Thursday, December 31, 2015

Five Years Ago Today

Dear Kaden,

5 years ago, today, you made me a mommy. It was the happiest and darkest day of my life. Little did I expect to have my water break and deliver you at 5 1/2 months pregnant. Mommy and daddy cherished our two precious hours with you before you became an angel in heaven. I memorized every perfect detail of your tiny face and still today, when I close my eyes, I can still see you. I can't believe it's been five years already. I remember that day like it was yesterday. I'll always wonder what you would've been like. What your little laugh would sound like. If you would have looked more like mommy or daddy or a beautiful blend of both of us. Today we celebrated your 5th birthday at your beach. The day was beautiful and we had your two beautiful little sisters to celebrate with us. We love you so much little man and there's not one day that goes by that we don't think of you and miss you. We will forever honor you very New Year's Eve on our birthday. Tonight, we will sing for you and eat some tasty Funfetti birthday cake while you celebrate with your angel friends up in heaven. 
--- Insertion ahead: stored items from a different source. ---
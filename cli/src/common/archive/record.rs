//! # gzpack Record Protocol (`common::archive::record`)
//!
//! File: cli/src/common/archive/record.rs
//!
//! ## Overview
//!
//! An archive is a sequence of records inside one compressed stream:
//!
//! ```text
//! <name>\n
//! <size as decimal digits>\n
//! <exactly size raw bytes>
//! ```
//!
//! There is no header, footer, entry count or checksum. The end of the
//! archive is the end of the stream (or an empty name line).
//!
//! This module holds the helpers shared by the encoder and decoder: writing
//! one record, and reading the name line, size line and content of one
//! record. All reads are bounded so corrupt input cannot trigger unbounded
//! allocation.
//!
use crate::core::error::{GzpackError, Result};
use std::borrow::Cow;
use std::ffi::{OsStr, OsString};
use std::io::{BufRead, Read, Write};

/// Longest accepted name line in bytes, newline included.
pub const MAX_NAME_LINE: usize = 4096;

/// Longest accepted size line in bytes, newline included. `u64::MAX` has 20 digits.
pub const MAX_SIZE_LINE: usize = 32;

/// One archived file.
#[derive(Debug, Clone, PartialEq, Eq)]
pub struct Entry {
    pub name: OsString,
    pub content: Vec<u8>,
}

impl Entry {
    pub fn size(&self) -> u64 {
        self.content.len() as u64
    }
}

/// Returns the bytes stored on the name line for `name`.
///
/// On Unix these are the raw file name bytes, whatever their encoding.
/// Elsewhere the name must be valid Unicode and is stored as UTF-8.
#[cfg(unix)]
fn name_to_bytes(name: &OsStr) -> Result<Cow<'_, [u8]>> {
    use std::os::unix::ffi::OsStrExt;
    Ok(Cow::Borrowed(name.as_bytes()))
}

#[cfg(not(unix))]
fn name_to_bytes(name: &OsStr) -> Result<Cow<'_, [u8]>> {
    match name.to_str() {
        Some(text) => Ok(Cow::Borrowed(text.as_bytes())),
        None => anyhow::bail!(GzpackError::InvalidEntryName(format!(
            "{:?} is not valid Unicode",
            name
        ))),
    }
}

/// Turns the bytes of a name line back into a name.
#[cfg(unix)]
fn name_from_bytes(bytes: Vec<u8>) -> Result<OsString> {
    use std::os::unix::ffi::OsStringExt;
    Ok(OsString::from_vec(bytes))
}

#[cfg(not(unix))]
fn name_from_bytes(bytes: Vec<u8>) -> Result<OsString> {
    let name = String::from_utf8(bytes)
        .map_err(|_| GzpackError::Format("entry name is not valid UTF-8".to_string()))?;
    Ok(OsString::from(name))
}

/// Checks that `name` can be written as a name line and read back unchanged.
pub fn validate_entry_name(name: &OsStr) -> Result<()> {
    let name = name_to_bytes(name)?;
    if name.is_empty() {
        anyhow::bail!(GzpackError::InvalidEntryName(
            "entry names cannot be empty".to_string()
        ));
    }
    if name.iter().any(|&byte| matches!(byte, b'\n' | b'\r')) {
        anyhow::bail!(GzpackError::InvalidEntryName(format!(
            "{:?} contains a line break",
            String::from_utf8_lossy(&name)
        )));
    }
    // The name line also carries the trailing newline.
    if name.len() + 1 > MAX_NAME_LINE {
        anyhow::bail!(GzpackError::InvalidEntryName(format!(
            "name is {} bytes long, the limit is {}",
            name.len(),
            MAX_NAME_LINE - 1
        )));
    }
    Ok(())
}

/// Writes one complete record. The name must already be validated.
pub fn write_record<W: Write>(writer: &mut W, name: &OsStr, content: &[u8]) -> Result<()> {
    let size_line = format!("\n{}\n", content.len());
    writer
        .write_all(&name_to_bytes(name)?)
        .and_then(|_| writer.write_all(size_line.as_bytes()))
        .and_then(|_| writer.write_all(content))
        .map_err(|e| {
            GzpackError::StreamWrite(format!("failed to write entry {:?}: {}", name, e))
        })?;
    Ok(())
}

/// Reads the next name line.
///
/// Returns `Ok(None)` at the end of the archive: either the stream is
/// exhausted or the line is empty once `\r`/`\n` are stripped.
///
/// # Errors
///
/// - `GzpackError::NameTooLong` if no newline appears within `MAX_NAME_LINE` bytes.
/// - `GzpackError::Format` if the name cannot be represented on this platform.
/// - `GzpackError::StreamRead` if decompression fails.
pub fn read_name<R: BufRead>(reader: &mut R) -> Result<Option<OsString>> {
    let line = match read_bounded_line(reader, MAX_NAME_LINE)? {
        Line::Eof => return Ok(None),
        Line::TooLong => anyhow::bail!(GzpackError::NameTooLong {
            limit: MAX_NAME_LINE
        }),
        Line::Complete(bytes) | Line::Unterminated(bytes) => bytes,
    };
    let name = trim_line_ending(line);
    if name.is_empty() {
        return Ok(None);
    }
    Ok(Some(name_from_bytes(name)?))
}

/// Reads and parses the size line following the name `name`.
///
/// Only ASCII digits are accepted between the start of the line and the
/// line ending.
pub fn read_size<R: BufRead>(reader: &mut R, name: &OsStr) -> Result<u64> {
    let line = match read_bounded_line(reader, MAX_SIZE_LINE)? {
        Line::Eof => anyhow::bail!(GzpackError::Format(format!(
            "entry {:?} has no size line",
            name
        ))),
        Line::TooLong => anyhow::bail!(GzpackError::Format(format!(
            "size line of entry {:?} is too long",
            name
        ))),
        Line::Complete(bytes) => trim_line_ending(bytes),
        Line::Unterminated(_) => anyhow::bail!(GzpackError::Format(format!(
            "size line of entry {:?} is not terminated",
            name
        ))),
    };
    if line.is_empty() || !line.iter().all(u8::is_ascii_digit) {
        anyhow::bail!(GzpackError::Format(format!(
            "invalid size line {:?} for entry {:?}",
            String::from_utf8_lossy(&line),
            name
        )));
    }
    // Digits only, so the lossy conversion is exact; parse can still overflow.
    let digits = String::from_utf8_lossy(&line);
    let size = digits.parse::<u64>().map_err(|_| {
        GzpackError::Format(format!("size {} of entry {:?} is out of range", digits, name))
    })?;
    Ok(size)
}

/// Reads exactly `size` content bytes of entry `name`.
///
/// The buffer grows with the bytes actually received, so a bogus declared
/// size on a short stream fails with `Truncated` instead of allocating it.
pub fn read_content<R: Read>(reader: &mut R, name: &OsStr, size: u64) -> Result<Vec<u8>> {
    let mut content = Vec::new();
    reader
        .take(size)
        .read_to_end(&mut content)
        .map_err(|e| {
            GzpackError::StreamRead(format!("failed to read content of entry {:?}: {}", name, e))
        })?;
    let actual = content.len() as u64;
    if actual != size {
        anyhow::bail!(GzpackError::Truncated {
            name: name.to_string_lossy().into_owned(),
            expected: size,
            actual,
        });
    }
    Ok(content)
}

enum Line {
    Eof,
    Complete(Vec<u8>),
    /// Stream ended before a newline.
    Unterminated(Vec<u8>),
    TooLong,
}

fn read_bounded_line<R: BufRead>(reader: &mut R, limit: usize) -> Result<Line> {
    let mut buf = Vec::new();
    reader
        .take(limit as u64)
        .read_until(b'\n', &mut buf)
        .map_err(|e| GzpackError::StreamRead(format!("failed to read record line: {}", e)))?;
    Ok(match buf.last() {
        None => Line::Eof,
        Some(b'\n') => Line::Complete(buf),
        Some(_) if buf.len() >= limit => Line::TooLong,
        Some(_) => Line::Unterminated(buf),
    })
}

fn trim_line_ending(mut line: Vec<u8>) -> Vec<u8> {
    while matches!(line.last(), Some(b'\n' | b'\r')) {
        line.pop();
    }
    line
}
Happy 5th birthday Kaden! 

Love,
Daddy, Mommy, Rylei, & Kenley



Wednesday, December 31, 2014

4 Years Ago Today




Celebrating you today....

Watching the sunset at your beach.


Writing in the sand.


Making cupcakes.

Lighting a candle with your bear.

Singing happy birthday. 

Enjoying the yummy funfetti. 

Being silly with your little sisters.


Happy 4th birthday Kaden! You will forever be be missed. Thank you for making me a mommy. I will always remember the two precious hours we had with you before you went to heaven.  We love you baby boy, our little angel. 

WNNKKRđź’™










Sunday, May 5, 2013

Due Date...

Thinking of you sweet boy and missing you so much. I replay the day we met you and lost you over and over in my mind. I remember like it was yesterday, but here we are almost two and a half years later. Your little sister has helped heal my wounds so I can smile again. That empty space will always be in my heart though. A space meant only for you. But I remain strong and present still able to stand and face each day. I want to make you proud and be the mom you would want me to be..the mom who gives myself whole heartedly to Rylei and Daddy. I promise to not go through the motions but to live every day of my life to the fullest. To be fearless and giddy. Not broken. To look in the mirror and see the real me. The one I used to know. I see her more and more everyday but I will work hard everyday to see all of her again. I love you Kaden. Always.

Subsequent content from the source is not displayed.